Masih teringat video ini deh (A Message For Non Hijabi Sisters By Ustadh Nouman Ali Khan). Pengen share sedikit

NAK cerita ada muslimah yang bilang, “Saya suka islam, tapi nggak dengan kewajiban jilbabnya. Itu cuma untuk melindungi laki-laki biar ga ngeliat perempuan. What’s the point?”

Alih-alih menjawab dengan manfaat hijab untuk wanita, misalnya lebih terlindungi, efek sosialnya, dst, kita mundur sejenak & tanyakan sebuah pertanyaan mendasar

Dimulai dengan review kisah Nabi Ibrahim as. Beliau cinta juga sama Islam. Allah beri “sedikit” perintah: tinggalkan istri & anak di padang pasir tandus!

Ah ini enaknya ditonton sendiri, karena jleb banget cara ngomongnya “I love everything about islam, but leaving my family in the desert? Please..

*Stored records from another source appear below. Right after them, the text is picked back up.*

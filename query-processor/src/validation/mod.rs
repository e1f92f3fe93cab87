//! Schema-aware validation of client documents.
//!
//! Validation runs a set of [`ValidationRule`]s over the document in a single
//! traversal. The rules applying to an operation come from a [`ValidationRules`]
//! provider; documents loaded from persisted queries are trusted and skip
//! validation entirely.

mod rules;
mod traverse;

use apollo_compiler::Node;
use apollo_compiler::Schema;
use apollo_compiler::ast;
use apollo_compiler::validation::Valid;

pub use self::rules::NoIntrospection;
pub use self::rules::OperationLimitsRule;
pub use self::rules::SpecifiedRules;
use crate::OperationParams;
use crate::configuration::Configuration;
use crate::configuration::Limits;
use crate::error::ValidationErrors;
use crate::graphql;
use crate::graphql::Location;

/// A validation rule.
///
/// Every hook is called in document order while the document is traversed once.
/// Each fragment definition is visited once where it is defined, not where it is
/// spread. Fields unknown to the schema are not visited.
pub trait ValidationRule: Send {
    /// Called once before any operation is visited.
    fn enter_document(&mut self, _context: &mut ValidationContext<'_>) {}

    fn enter_operation(
        &mut self,
        _context: &mut ValidationContext<'_>,
        _operation: &Node<ast::OperationDefinition>,
    ) {
    }

    fn leave_operation(
        &mut self,
        _context: &mut ValidationContext<'_>,
        _operation: &Node<ast::OperationDefinition>,
    ) {
    }

    fn enter_field(
        &mut self,
        _context: &mut ValidationContext<'_>,
        _parent_type: &str,
        _field_def: &ast::FieldDefinition,
        _field: &Node<ast::Field>,
    ) {
    }

    fn leave_field(
        &mut self,
        _context: &mut ValidationContext<'_>,
        _parent_type: &str,
        _field_def: &ast::FieldDefinition,
        _field: &Node<ast::Field>,
    ) {
    }

    fn fragment_definition(
        &mut self,
        _context: &mut ValidationContext<'_>,
        _fragment: &Node<ast::FragmentDefinition>,
    ) {
    }

    fn fragment_spread(
        &mut self,
        _context: &mut ValidationContext<'_>,
        _spread: &Node<ast::FragmentSpread>,
    ) {
    }

    fn inline_fragment(
        &mut self,
        _context: &mut ValidationContext<'_>,
        _type_condition: &str,
        _fragment: &Node<ast::InlineFragment>,
    ) {
    }
}

/// What rules can see of the document under validation, and where they report.
pub struct ValidationContext<'a> {
    schema: &'a Valid<Schema>,
    document: &'a ast::Document,
    operation_name: Option<&'a str>,
    errors: Vec<graphql::Error>,
}

impl<'a> ValidationContext<'a> {
    pub(crate) fn new(
        schema: &'a Valid<Schema>,
        document: &'a ast::Document,
        operation_name: Option<&'a str>,
    ) -> Self {
        Self {
            schema,
            document,
            operation_name,
            errors: Vec::new(),
        }
    }

    pub fn schema(&self) -> &'a Valid<Schema> {
        self.schema
    }

    pub fn document(&self) -> &'a ast::Document {
        self.document
    }

    /// The operation name sent with the request.
    pub fn operation_name(&self) -> Option<&'a str> {
        self.operation_name
    }

    /// Whether `operation` is the one that will be executed.
    pub fn is_selected(&self, operation: &ast::OperationDefinition) -> bool {
        match self.operation_name {
            Some(name) => operation.name.as_ref().is_some_and(|n| n.as_str() == name),
            None => true,
        }
    }

    /// The start of `node` in the document, if it came from source text.
    pub fn location<T>(&self, node: &Node<T>) -> Option<Location> {
        node.line_column_range(&self.document.sources)
            .map(|range| Location {
                line: range.start.line as u32,
                column: range.start.column as u32,
            })
    }

    pub fn report_error(&mut self, error: graphql::Error) {
        self.errors.push(error);
    }

    pub fn errors(&self) -> &[graphql::Error] {
        &self.errors
    }

    fn into_errors(self) -> Vec<graphql::Error> {
        self.errors
    }
}

/// Supplies the validation rules for an operation.
///
/// Returning no rules skips validation.
pub trait ValidationRules: Send + Sync {
    fn rules(
        &self,
        params: &OperationParams,
        document: &ast::Document,
        operation_name: Option<&str>,
    ) -> Vec<Box<dyn ValidationRule>>;
}

impl<F> ValidationRules for F
where
    F: Fn(&OperationParams, &ast::Document, Option<&str>) -> Vec<Box<dyn ValidationRule>>
        + Send
        + Sync,
{
    fn rules(
        &self,
        params: &OperationParams,
        document: &ast::Document,
        operation_name: Option<&str>,
    ) -> Vec<Box<dyn ValidationRule>> {
        self(params, document, operation_name)
    }
}

/// The GraphQL specification rules, plus the configured limits and introspection switch.
#[derive(Clone, Debug, Default)]
pub struct DefaultValidationRules {
    limits: Limits,
    introspection: bool,
}

impl DefaultValidationRules {
    pub fn new(configuration: &Configuration) -> Self {
        Self {
            limits: configuration.limits.clone(),
            introspection: configuration.introspection,
        }
    }
}

impl ValidationRules for DefaultValidationRules {
    fn rules(
        &self,
        _params: &OperationParams,
        _document: &ast::Document,
        _operation_name: Option<&str>,
    ) -> Vec<Box<dyn ValidationRule>> {
        let mut rules: Vec<Box<dyn ValidationRule>> = vec![Box::new(SpecifiedRules)];
        if let Some(limits) = OperationLimitsRule::new(&self.limits) {
            rules.push(Box::new(limits));
        }
        if !self.introspection {
            rules.push(Box::new(NoIntrospection));
        }
        rules
    }
}

/// Run the rules supplied by `provider` over `document`.
pub(crate) fn validate(
    schema: &Valid<Schema>,
    document: &ast::Document,
    params: &OperationParams,
    operation_name: Option<&str>,
    provider: &dyn ValidationRules,
) -> Result<(), ValidationErrors> {
    if params.query_id.is_some() {
        tracing::trace!("skipping validation of persisted query");
        return Ok(());
    }
    let mut rules = provider.rules(params, document, operation_name);
    if rules.is_empty() {
        return Ok(());
    }

    let mut context = ValidationContext::new(schema, document, operation_name);
    traverse::document(&mut rules, &mut context);
    let errors = context.into_errors();
    if errors.is_empty() {
        Ok(())
    } else {
        Err(ValidationErrors { errors })
    }
}

#[cfg(test)]
mod tests;
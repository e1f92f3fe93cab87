//! The operation pipeline.

use std::sync::Arc;
use std::task::Poll;

use apollo_compiler::Schema;
use apollo_compiler::ast;
use apollo_compiler::validation::Valid;
use futures::future::BoxFuture;
use serde_json_bytes::ByteString;
use serde_json_bytes::Value;
use tower::BoxError;
use tower::Service;
use tracing::Instrument;

use crate::batching;
use crate::cache::CacheStore;
use crate::cache::ContentHash;
use crate::cache::InMemoryCacheStore;
use crate::cache::tiered::TieredCache;
use crate::configuration::Configuration;
use crate::context::BYPASS_FIELD_SECURITY;
use crate::context::CacheMetadata;
use crate::context::DEVELOPMENT;
use crate::context::MaxAge;
use crate::context::ResolveContext;
use crate::error::ProcessError;
use crate::error::RequestError;
use crate::executor::ExecutionRequest;
use crate::executor::ExecutionResult;
use crate::executor::Executor;
use crate::executor::RootValue;
use crate::graphql;
use crate::graphql::IntoGraphQLErrors;
use crate::json_ext::Object;
use crate::persisted_queries::PersistedQuery;
use crate::persisted_queries::PersistedQueryLoader;
use crate::request::GraphQLRequest;
use crate::request::OperationParams;
use crate::response::GraphQLResponse;
use crate::response::QueryResult;
use crate::scope::BYPASS_FIELD_SECURITY_PERMISSION;
use crate::scope::RequestScope;
use crate::spec;
use crate::spec::OperationKind;
use crate::validation;
use crate::validation::DefaultValidationRules;
use crate::validation::ValidationRules;

/// Runs GraphQL operations against an [`Executor`], caching query results.
///
/// Cloning is cheap; clones share the cache store and collaborators.
#[derive(Clone)]
pub struct QueryProcessor {
    inner: Arc<Inner>,
}

struct Inner {
    schema: Arc<Valid<Schema>>,
    executor: Arc<dyn Executor>,
    configuration: Arc<Configuration>,
    cache: TieredCache,
    persisted_queries: Option<Arc<dyn PersistedQueryLoader>>,
    validation_rules: Arc<dyn ValidationRules>,
    root_value: Option<Arc<dyn RootValue>>,
    schema_cache_metadata: Option<CacheMetadata>,
}

/// Builds a [`QueryProcessor`]. Only the schema and executor are required.
pub struct QueryProcessorBuilder {
    schema: Arc<Valid<Schema>>,
    executor: Arc<dyn Executor>,
    configuration: Option<Arc<Configuration>>,
    cache_store: Option<Arc<dyn CacheStore>>,
    persisted_queries: Option<Arc<dyn PersistedQueryLoader>>,
    validation_rules: Option<Arc<dyn ValidationRules>>,
    root_value: Option<Arc<dyn RootValue>>,
    schema_cache_metadata: Option<CacheMetadata>,
}

impl QueryProcessorBuilder {
    pub fn configuration(mut self, configuration: impl Into<Arc<Configuration>>) -> Self {
        self.configuration = Some(configuration.into());
        self
    }

    /// Defaults to an [`InMemoryCacheStore`] sized by `cache.in_memory.limit`.
    pub fn cache_store(mut self, cache_store: impl CacheStore) -> Self {
        self.cache_store = Some(Arc::new(cache_store));
        self
    }

    /// Without a loader, operations sent by id are rejected.
    pub fn persisted_queries(mut self, loader: impl PersistedQueryLoader) -> Self {
        self.persisted_queries = Some(Arc::new(loader));
        self
    }

    /// Defaults to [`DefaultValidationRules`] for the configuration.
    pub fn validation_rules(mut self, rules: impl ValidationRules + 'static) -> Self {
        self.validation_rules = Some(Arc::new(rules));
        self
    }

    /// Defaults to `null`.
    pub fn root_value(mut self, root_value: impl RootValue) -> Self {
        self.root_value = Some(Arc::new(root_value));
        self
    }

    /// Cache metadata every result depends on, such as the schema version tag.
    pub fn schema_cache_metadata(mut self, metadata: CacheMetadata) -> Self {
        self.schema_cache_metadata = Some(metadata);
        self
    }

    pub fn build(self) -> QueryProcessor {
        let configuration = self.configuration.unwrap_or_default();
        let cache_store = self.cache_store.unwrap_or_else(|| {
            Arc::new(InMemoryCacheStore::new(configuration.cache.in_memory.limit))
        });
        let validation_rules = self
            .validation_rules
            .unwrap_or_else(|| Arc::new(DefaultValidationRules::new(&configuration)));
        QueryProcessor {
            inner: Arc::new(Inner {
                schema: self.schema,
                executor: self.executor,
                cache: TieredCache::new(cache_store),
                persisted_queries: self.persisted_queries,
                validation_rules,
                root_value: self.root_value,
                schema_cache_metadata: self.schema_cache_metadata,
                configuration,
            }),
        }
    }
}

impl QueryProcessor {
    pub fn builder(
        schema: impl Into<Arc<Valid<Schema>>>,
        executor: impl Executor,
    ) -> QueryProcessorBuilder {
        QueryProcessorBuilder {
            schema: schema.into(),
            executor: Arc::new(executor),
            configuration: None,
            cache_store: None,
            persisted_queries: None,
            validation_rules: None,
            root_value: None,
            schema_cache_metadata: None,
        }
    }

    pub fn configuration(&self) -> &Configuration {
        &self.inner.configuration
    }

    /// Process a single operation or a batch.
    ///
    /// Failures never escape: each one becomes a result carrying GraphQL errors.
    pub async fn process(&self, request: GraphQLRequest, scope: RequestScope) -> GraphQLResponse {
        let globals = self.globals(&scope);
        match request {
            GraphQLRequest::Single(params) => {
                GraphQLResponse::Single(self.process_operation(params, &scope, &globals).await)
            }
            GraphQLRequest::Batch(batch) => {
                batching::process_batch(self, batch, &scope, &globals).await
            }
        }
    }

    fn globals(&self, scope: &RequestScope) -> Arc<Object> {
        let mut globals = scope.globals().clone();
        globals.insert(
            ByteString::from(BYPASS_FIELD_SECURITY),
            Value::Bool(scope.has_permission(BYPASS_FIELD_SECURITY_PERMISSION)),
        );
        globals.insert(
            ByteString::from(DEVELOPMENT),
            Value::Bool(self.inner.configuration.development),
        );
        Arc::new(globals)
    }

    pub(crate) async fn process_operation(
        &self,
        params: OperationParams,
        scope: &RequestScope,
        globals: &Arc<Object>,
    ) -> QueryResult {
        let span = tracing::info_span!(
            "graphql.operation",
            "graphql.operation.name" = params.operation_name.as_deref().unwrap_or_default(),
            "graphql.operation.kind" = tracing::field::Empty,
        );
        async move {
            match self.run(params, scope, globals).await {
                Ok(result) => result,
                Err(error) => {
                    tracing::debug!(%error, "operation failed");
                    let errors = error.into_graphql_errors().unwrap_or_else(|error| {
                        vec![graphql::Error::builder().message(error.to_string()).build()]
                    });
                    QueryResult::from_errors(errors)
                }
            }
        }
        .instrument(span)
        .await
    }

    async fn run(
        &self,
        params: OperationParams,
        scope: &RequestScope,
        globals: &Arc<Object>,
    ) -> Result<QueryResult, ProcessError> {
        let inner = &self.inner;
        params.validate()?;
        let document = self.resolve_document(&params).await?;
        let operation_name = params.operation_name.as_deref();

        let operation = spec::find_operation(&document, operation_name)?;
        let kind = OperationKind::from(operation.operation_type);
        tracing::Span::current().record("graphql.operation.kind", kind.as_str());
        if params.read_only && kind != OperationKind::Query {
            return Err(RequestError::ReadOnlyOperation.into());
        }

        validation::validate(
            &inner.schema,
            &document,
            &params,
            operation_name,
            inner.validation_rules.as_ref(),
        )?;

        let development = inner.configuration.development;
        let hash = (kind == OperationKind::Query && inner.configuration.cache.enabled)
            .then(|| ContentHash::new(&document, &params.variables));
        // development mode always executes
        if let Some(hash) = hash.as_ref().filter(|_| !development) {
            if let Some(result) = inner.cache.get(hash, scope.context_resolver()).await {
                return Ok(result);
            }
        }

        let mut context = ResolveContext::new(globals.clone());
        context.add_cache_tags(inner.configuration.cache.tags.iter().cloned());
        if let Some(metadata) = &inner.schema_cache_metadata {
            context.add_cacheable_dependency(metadata);
        }
        let root_value = inner
            .root_value
            .as_ref()
            .map(|root_value| root_value.root_value(&params, &document, operation_name))
            .unwrap_or_default();

        let ExecutionResult {
            data,
            errors,
            extensions,
        } = inner
            .executor
            .execute(
                ExecutionRequest {
                    schema: &inner.schema,
                    document: &document,
                    root_value,
                    variables: &params.variables,
                    operation_name,
                },
                &mut context,
            )
            .await;

        let mut metadata = context.into_cache_metadata();
        if kind != OperationKind::Query || !errors.is_empty() || development {
            metadata.max_age = MaxAge::UNCACHEABLE;
        }
        metadata.remove_language_contexts();

        let result = QueryResult::builder()
            .and_data(data)
            .errors(errors)
            .extensions(extensions)
            .metadata(metadata)
            .build();
        if let Some(hash) = &hash {
            inner
                .cache
                .insert(hash, scope.context_resolver(), &result)
                .await;
        }
        Ok(result)
    }

    async fn resolve_document(
        &self,
        params: &OperationParams,
    ) -> Result<ast::Document, ProcessError> {
        let parser = &self.inner.configuration.parser;
        let Some(id) = &params.query_id else {
            return Ok(spec::parse(params.query.as_deref().unwrap_or_default(), parser)?);
        };
        let loader = self
            .inner
            .persisted_queries
            .as_ref()
            .ok_or(RequestError::PersistedQueriesNotSupported)?;
        match loader.load(id, params).await {
            Some(PersistedQuery::Document(document)) => Ok(document),
            Some(PersistedQuery::Source(source)) => Ok(spec::parse(&source, parser)?),
            None => Err(RequestError::PersistedQueryNotFound { id: id.clone() }.into()),
        }
    }
}

impl std::fmt::Debug for QueryProcessor {
    fn fmt(&self, f: &mut std::fmt::Formatter<'_>) -> std::fmt::Result {
        f.debug_struct("QueryProcessor")
            .field("configuration", &self.inner.configuration)
            .finish_non_exhaustive()
    }
}

/// A request for the [`Service`] implementation of [`QueryProcessor`].
#[derive(Debug, Clone)]
pub struct ProcessorRequest {
    pub request: GraphQLRequest,
    pub scope: RequestScope,
}

impl ProcessorRequest {
    pub fn new(request: impl Into<GraphQLRequest>, scope: RequestScope) -> Self {
        Self {
            request: request.into(),
            scope,
        }
    }
}

impl Service<ProcessorRequest> for QueryProcessor {
    type Response = GraphQLResponse;
    type Error = BoxError;
    type Future = BoxFuture<'static, Result<Self::Response, Self::Error>>;

    fn poll_ready(&mut self, _cx: &mut std::task::Context<'_>) -> Poll<Result<(), Self::Error>> {
        Poll::Ready(Ok(()))
    }

    fn call(&mut self, req: ProcessorRequest) -> Self::Future {
        let processor = self.clone();
        Box::pin(async move { Ok(processor.process(req.request, req.scope).await) })
    }
}
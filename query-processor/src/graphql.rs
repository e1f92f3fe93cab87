//! Types related to GraphQL errors as they appear in results.

use std::fmt;

use apollo_compiler::response::GraphQLError as CompilerError;
use apollo_compiler::response::ResponseDataPathSegment;
use serde::Deserialize;
use serde::Serialize;
use serde_json_bytes::ByteString;
use serde_json_bytes::Map as JsonMap;
use serde_json_bytes::Value;

use crate::json_ext::Object;
use crate::json_ext::Path;
use crate::json_ext::PathElement;

#[derive(Serialize, Deserialize, Debug, PartialEq, Eq, Clone)]
#[serde(rename_all = "camelCase")]
/// The error location
pub struct Location {
    /// The line number
    pub line: u32,
    /// The column number
    pub column: u32,
}

/// A [GraphQL error](https://spec.graphql.org/October2021/#sec-Errors)
/// as may be found in the `errors` field of a [`QueryResult`](crate::QueryResult).
#[derive(Clone, Debug, Default, Eq, PartialEq, Serialize, Deserialize)]
#[serde(rename_all = "camelCase", default)]
#[non_exhaustive]
pub struct Error {
    /// The error message.
    pub message: String,

    /// The locations of the error in the GraphQL document of the originating request.
    #[serde(skip_serializing_if = "Vec::is_empty")]
    pub locations: Vec<Location>,

    /// If this is a field error, the JSON path to that field in the result data.
    #[serde(skip_serializing_if = "Option::is_none")]
    pub path: Option<Path>,

    /// The optional GraphQL extensions for this error.
    #[serde(skip_serializing_if = "Object::is_empty")]
    pub extensions: Object,
}

#[buildstructor::buildstructor]
impl Error {
    /// Returns a builder that builds a GraphQL [`Error`] from its components.
    ///
    /// Builder methods:
    ///
    /// * `.message(impl Into<`[`String`]`>)`
    ///   Required.
    ///
    /// * `.location(impl Into<`[`Location`]`>)` / `.locations(..)`
    ///   Optional.
    ///
    /// * `.path(impl Into<`[`Path`]`>)`
    ///   Optional.
    ///
    /// * `.extension(impl Into<`[`ByteString`]`>, impl Into<`[`Value`]`>)` / `.extensions(..)`
    ///   Optional.
    ///
    /// * `.extension_code(impl Into<`[`String`]`>)`
    ///   Optional.
    ///   Sets the "code" in the extension map. Ignored if the extensions already carry a code.
    #[builder(visibility = "pub")]
    fn new(
        message: String,
        locations: Vec<Location>,
        path: Option<Path>,
        extension_code: Option<String>,
        // Skip the `Object` type alias in order to use buildstructor's map special-casing
        mut extensions: JsonMap<ByteString, Value>,
    ) -> Self {
        if let Some(code) = extension_code {
            extensions
                .entry("code")
                .or_insert(Value::String(ByteString::from(code)));
        }
        Self {
            message,
            locations,
            path,
            extensions,
        }
    }

    /// Extract the error code from [`Error::extensions`] as a String if it is set.
    pub fn extension_code(&self) -> Option<String> {
        self.extensions.get("code").and_then(|c| match c {
            Value::String(s) => Some(s.as_str().to_owned()),
            Value::Number(n) => Some(n.to_string()),
            Value::Null | Value::Array(_) | Value::Object(_) | Value::Bool(_) => None,
        })
    }

    pub(crate) fn with_extension_code(mut self, code: &str) -> Self {
        self.extensions
            .entry("code")
            .or_insert(Value::String(ByteString::from(code)));
        self
    }
}

/// Displays (only) the error message.
impl fmt::Display for Error {
    fn fmt(&self, f: &mut fmt::Formatter<'_>) -> fmt::Result {
        self.message.fmt(f)
    }
}

/// Trait used to convert expected errors into a list of GraphQL errors
pub(crate) trait IntoGraphQLErrors
where
    Self: Sized,
{
    fn into_graphql_errors(self) -> Result<Vec<Error>, Self>;
}

/// Trait used to get extension type from an error
pub(crate) trait ErrorExtension
where
    Self: Sized,
{
    fn extension_code(&self) -> String;
}

impl From<CompilerError> for Error {
    fn from(error: CompilerError) -> Self {
        let CompilerError {
            message,
            locations,
            path,
            extensions,
        } = error;
        let locations = locations
            .into_iter()
            .map(|location| Location {
                line: location.line as u32,
                column: location.column as u32,
            })
            .collect::<Vec<_>>();
        let path = if !path.is_empty() {
            let elements = path
                .into_iter()
                .map(|element| match element {
                    ResponseDataPathSegment::Field(name) => {
                        PathElement::Key(name.as_str().to_owned())
                    }
                    ResponseDataPathSegment::ListIndex(i) => PathElement::Index(i),
                })
                .collect();
            Some(Path(elements))
        } else {
            None
        };
        Self {
            message,
            locations,
            path,
            extensions,
        }
    }
}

Intinya Nabi Ibrahim ga ngomong gitu kan? Beliau lempeng aja jalanin perintah Allah. Pun saat diperintah menyembelih Ismail. Ga pake nanya, untuk apa?

Saat diperintah Allah, Nabi Ibrahim ga pake nanya, “ya Allah, bisa berikan penjelasan logis knp harus gini? Apa manfaatnya saya lakukan ini?”

Ketika Tuhannya berfirman kepadanya: “Tunduk patuhlah!” Ibrahim menjawab: “Aku tunduk patuh kepada Tuhan semesta alam”. (QS 2:131)

Jadi sebelum bicara tentang aspek lain dari Islam, hal mendasar itu adalah: tunduk, patuh, berserah pada Allah. Islam is the total submission to Allah.

Kalau udah tunduk patuh pada Allah, disuruh berhijab kita ga perlu nanya, “apa manfaatnya untuk saya?”. Seperti Nabi Ibrahim ga nanya, untuk apa ia sembelih putranya?

Ini sejalan dengan yang disampaikan Ust Yasir Qadhi dalam salah 1 ceramahnya. Kalau ada orang nanya, kenapa sih Islam bolehin poligami? Kenapa gini kenapa gitu?

Menurut dia jawaban terbaik adalah bukan dengan menjabarkan manfaat sosial, alasan logis, dsb, tapi dengan jawaban “karena Allah yang perintahkan”

Karena kalau dijawab (misal tentang poligami): Islam bolehin poligami karena jumlah perempuan lebih banyak dari laki-laki. Ntar dia nanya lagi, kalau pakai senjata pemusnah massal sehingga jumlahnya sama gimana?

Hehe.. ekstrim ya contohnya. Tapi intinya akal manusia ya bakal nemu alasan terus. Jadi emang kuncinya tunduk patuh ke Allah itu tadi.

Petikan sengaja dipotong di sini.